Risk stratification with low-level exercise testing 2 weeks after acute myocardial infarction

FM Weld, KL Chu, JT Bigger Jr and LM Rolnitzky

We enrolled 250 patients with acute myocardial infarction after they had been discharged from the cardiac intensive care unit. Among 236 patients who performed a low-level exercise test just before hospital discharge, 52 (22%) had exercise-induced ST depression of at least 0.1 mV in ECG lead V5, 102 (43%) had ventricular arrhythmias, and 121 (51%) had an exercise capacity of shorter than 6 minutes. We used multiple logistic regression analysis to investigate the association of exercise variables with 1-year cardiac mortality.
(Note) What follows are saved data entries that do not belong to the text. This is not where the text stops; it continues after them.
/// Handle `tasks/subscribe` — SSE streaming for an existing task.
async fn handle_tasks_subscribe(state: Arc<AppState>, request: JsonRpcRequest) -> Response {
    let params = match parse_subscribe_params(request.params) {
        Ok(p) => p,
        Err(e) => {
            return JsonRpcResponse::error(
                request.id,
                error::INVALID_PARAMS,
                format!("Invalid params: {}", e),
            ).into_response();
        }
    };

    match state.handler.on_subscribe_to_task(params).await {
        Ok(rx) => {
            let stream = make_sse_stream(request.id, rx);
            sse_response(stream)
        }
        Err(e) => JsonRpcResponse::from_a2a_error(request.id, e).into_response(),
    }
}

/// Handle `tasks/resubscribe` — re-subscribe to a running task's event stream.
///
/// Mirrors Python SDK's `on_resubscribe_to_task`.
async fn handle_tasks_resubscribe(state: Arc<AppState>, request: JsonRpcRequest) -> Response {
    let params = match parse_subscribe_params(request.params) {
        Ok(p) => p,
        Err(e) => {
            return JsonRpcResponse::error(
                request.id,
                error::INVALID_PARAMS,
                format!("Invalid params: {}", e),
            ).into_response();
        }
    };

    match state.handler.on_resubscribe_to_task(params).await {
        Ok(rx) => {
            let stream = make_sse_stream(request.id, rx);
            sse_response(stream)
        }
        Err(e) => JsonRpcResponse::from_a2a_error(request.id, e).into_response(),
    }
}

/// Handle `tasks/pushNotificationConfig/set`.
async fn handle_push_notification_config_set(
    state: Arc<AppState>,
    request: JsonRpcRequest,
) -> Response {
    match state
        .handler
        .on_set_task_push_notification_config(request.params)
        .await
    {
        Ok(result) => JsonRpcResponse::success(request.id, result).into_response(),
        Err(e) => JsonRpcResponse::from_a2a_error(request.id, e).into_response(),
    }
}

/// Handle `tasks/pushNotificationConfig/get`.
async fn handle_push_notification_config_get(
    state: Arc<AppState>,
    request: JsonRpcRequest,
) -> Response {
    match state
        .handler
        .on_get_task_push_notification_config(request.params)
        .await
    {
        Ok(result) => JsonRpcResponse::success(request.id, result).into_response(),
        Err(e) => JsonRpcResponse::from_a2a_error(request.id, e).into_response(),
    }
}

/// Handle `tasks/pushNotificationConfig/list`.
async fn handle_push_notification_config_list(
    state: Arc<AppState>,
    request: JsonRpcRequest,
) -> Response {
    match state
        .handler
        .on_list_task_push_notification_config(request.params)
        .await
    {
        Ok(result) => JsonRpcResponse::success(request.id, result).into_response(),
        Err(e) => JsonRpcResponse::from_a2a_error(request.id, e).into_response(),
    }
}

/// Handle `tasks/pushNotificationConfig/delete`.
async fn handle_push_notification_config_delete(
    state: Arc<AppState>,
    request: JsonRpcRequest,
) -> Response {
    match state
        .handler
        .on_delete_task_push_notification_config(request.params)
        .await
    {
        Ok(()) => JsonRpcResponse::success(request.id, Value::Null).into_response(),
        Err(e) => JsonRpcResponse::from_a2a_error(request.id, e).into_response(),
    }
}

/// Handle `agent/authenticatedExtendedCard` — return the agent card.
///
/// Mirrors Python SDK's `get_authenticated_extended_card` method.
/// For now, returns the public agent card. Extended card support can be
/// added when the `RequestHandler` trait supports it.
async fn handle_authenticated_extended_card(
    state: Arc<AppState>,
    request: JsonRpcRequest,
) -> Response {
    match serde_json::to_value(&state.agent_card) {
        Ok(v) => JsonRpcResponse::success(request.id, v).into_response(),
        Err(e) => JsonRpcResponse::error(
            request.id,
            error::INTERNAL_ERROR,
            format!("Internal error: {}", e),
        ).into_response(),
    }
}

// ---- Parameter parsing helpers ----

fn parse_get_task_params(params: Value) -> Result<GetTaskParams, String> {
    let obj = params.as_object().ok_or("params must be an object")?;
    let id = obj
        .get("id")
        .and_then(|v| v.as_str())
        .ok_or("missing 'id' field")?
        .to_string();
    let history_length = obj
        .get("historyLength")
        .and_then(|v| v.as_u64().map(|n| n as usize));
    let metadata = obj
        .get("metadata")
        .and_then(|v| if v.is_null() { None } else { Some(v.clone()) });

    let tenant = obj.get("tenant").and_then(|v| v.as_str().map(String::from));

    Ok(GetTaskParams {
        id,
        history_length,
        metadata,
        tenant,
    })
}

fn parse_list_tasks_params(params: Value) -> Result<TaskListParams, String> {
    let obj = params.as_object().ok_or("params must be an object")?;

    let context_id = obj
        .get("contextId")
        .and_then(|v| v.as_str().map(String::from));
    let status = obj.get("status").and_then(|v| {
        v.as_array().map(|arr| {
            arr.iter()
                .filter_map(|v| {
                    v.as_str()
                        .and_then(|s| serde_json::from_value(Value::String(s.to_string())).ok())
                })
                .collect()
        })
    });
    let page_size = obj
        .get("pageSize")
        .and_then(|v| v.as_u64().map(|n| n as usize));
    let page_token = obj
        .get("pageToken")
        .and_then(|v| v.as_str().map(String::from));

    Ok(TaskListParams {
        context_id,
        status,
        page_size,
        page_token,
    })
}

fn parse_cancel_task_params(params: Value) -> Result<CancelTaskParams, String> {
    let obj = params.as_object().ok_or("params must be an object")?;
    let id = obj
        .get("id")
        .and_then(|v| v.as_str())
        .ok_or("missing 'id' field")?
        .to_string();
    let metadata = obj
        .get("metadata")
        .and_then(|v| if v.is_null() { None } else { Some(v.clone()) });

    let tenant = obj.get("tenant").and_then(|v| v.as_str().map(String::from));

    Ok(CancelTaskParams {
        id,
        metadata,
        tenant,
    })
}

fn parse_subscribe_params(params: Value) -> Result<SubscribeToTaskParams, String> {
    let obj = params.as_object().ok_or("params must be an object")?;
    let id = obj
        .get("id")
        .and_then(|v| v.as_str())
        .ok_or("missing 'id' field")?
        .to_string();
    let metadata = obj
        .get("metadata")
        .and_then(|v| if v.is_null() { None } else { Some(v.clone()) });

    let tenant = obj.get("tenant").and_then(|v| v.as_str().map(String::from));

    Ok(SubscribeToTaskParams {
        id,
        metadata,
        tenant,
    })
}

// ---- SSE streaming ----

/// Wrap an SSE stream into a `Response`, adding the headers reverse proxies
/// need to avoid buffering or caching an event stream (`nginx` in particular
/// honors `X-Accel-Buffering: no`).
pub(crate) fn sse_response<S>(stream: S) -> Response
where
    S: Stream<Item = Result<Event, Infallible>> + Send + 'static,
{
    let mut response = Sse::new(stream)
        .keep_alive(KeepAlive::new().interval(Duration::from_secs(30)))
        .into_response();
    let headers = response.headers_mut();
    headers.insert(header::CACHE_CONTROL, "no-cache".parse().unwrap());
    headers.insert(header::CONNECTION, "keep-alive".parse().unwrap());
    headers.insert("x-accel-buffering", "no".parse().unwrap());
    response
}

/// Create an SSE stream from a broadcast receiver.
///
/// Each `StreamResponse` event is wrapped in a JSON-RPC 2.0 success response
/// envelope before being sent as an SSE event. This mirrors the Python SDK's
/// `JSONRPCHandler.on_message_send_stream` which wraps each event in a
/// `SendStreamingMessageSuccessResponse`.
///
/// The stream ends when the channel is closed or a terminal status update is received.
fn make_sse_stream(
    request_id: Option<Value>,
    mut rx: broadcast::Receiver<StreamResponse>,
) -> impl Stream<Item = Result<Event, Infallible>> {
    async_stream::stream! {
        loop {
            match rx.recv().await {
                Ok(event) => {
                    let is_terminal = match &event {
                        StreamResponse::StatusUpdate(update) => update.r#final,
                        _ => false,
                    };

                    // Determine the event type for SSE.
                    let event_type = match &event {
                        StreamResponse::StatusUpdate(_) => "statusUpdate",
                        StreamResponse::ArtifactUpdate(_) => "artifactUpdate",
                        StreamResponse::Task(_) => "task",
                        StreamResponse::Message(_) => "message",
                    };

                    // Wrap in JSON-RPC response envelope (mirrors Python SDK's
                    // prepare_response_object wrapping in SendStreamingMessageResponse).
                    match serde_json::to_value(&event) {
                        Ok(result_value) => {
                            let rpc_response = JsonRpcResponse::success(
                                request_id.clone(),
                                result_value,
                            );
                            match serde_json::to_string(&rpc_response) {
                                Ok(json) => {
                                    yield Ok(Event::default()
                                        .event(event_type)
                                        .data(json));
                                }
                                Err(e) => {
                                    error!(error = %e, "Failed to serialize SSE JSON-RPC response");
                                }
                            }
                        }
                        Err(e) => {
                            error!(error = %e, "Failed to serialize SSE event");
                        }
                    }

                    if is_terminal {
                        // Send a final empty event to signal completion.
                        yield Ok(Event::default().event("done").data(""));
                        break;
                    }
                }
                Err(broadcast::error::RecvError::Closed) => {
                    yield Ok(Event::default().event("done").data(""));
                    break;
                }
                Err(broadcast::error::RecvError::Lagged(n)) => {
                    warn!(missed = n, "SSE stream lagged — some events were missed");
                    // Continue receiving.
                }
            }
        }
    }
}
Exercise duration and ventricular premature depolarizations (VPDs) were significantly associated with 1-year mortality after acute myocardial infarction, both with and without control of the influence of other exercise variables statistically; the association of exercise-induced ST depression with 1-year cardiac mortality was not statistically significant. Standardized regression coefficients showed that the variables ranked in the following order in terms of predictive value: exercise duration, VPD frequency and ST depression. Jackknife techniques showed that multiple logistic regression using the three exercise variables was highly accurate in predicting 1-year mortality.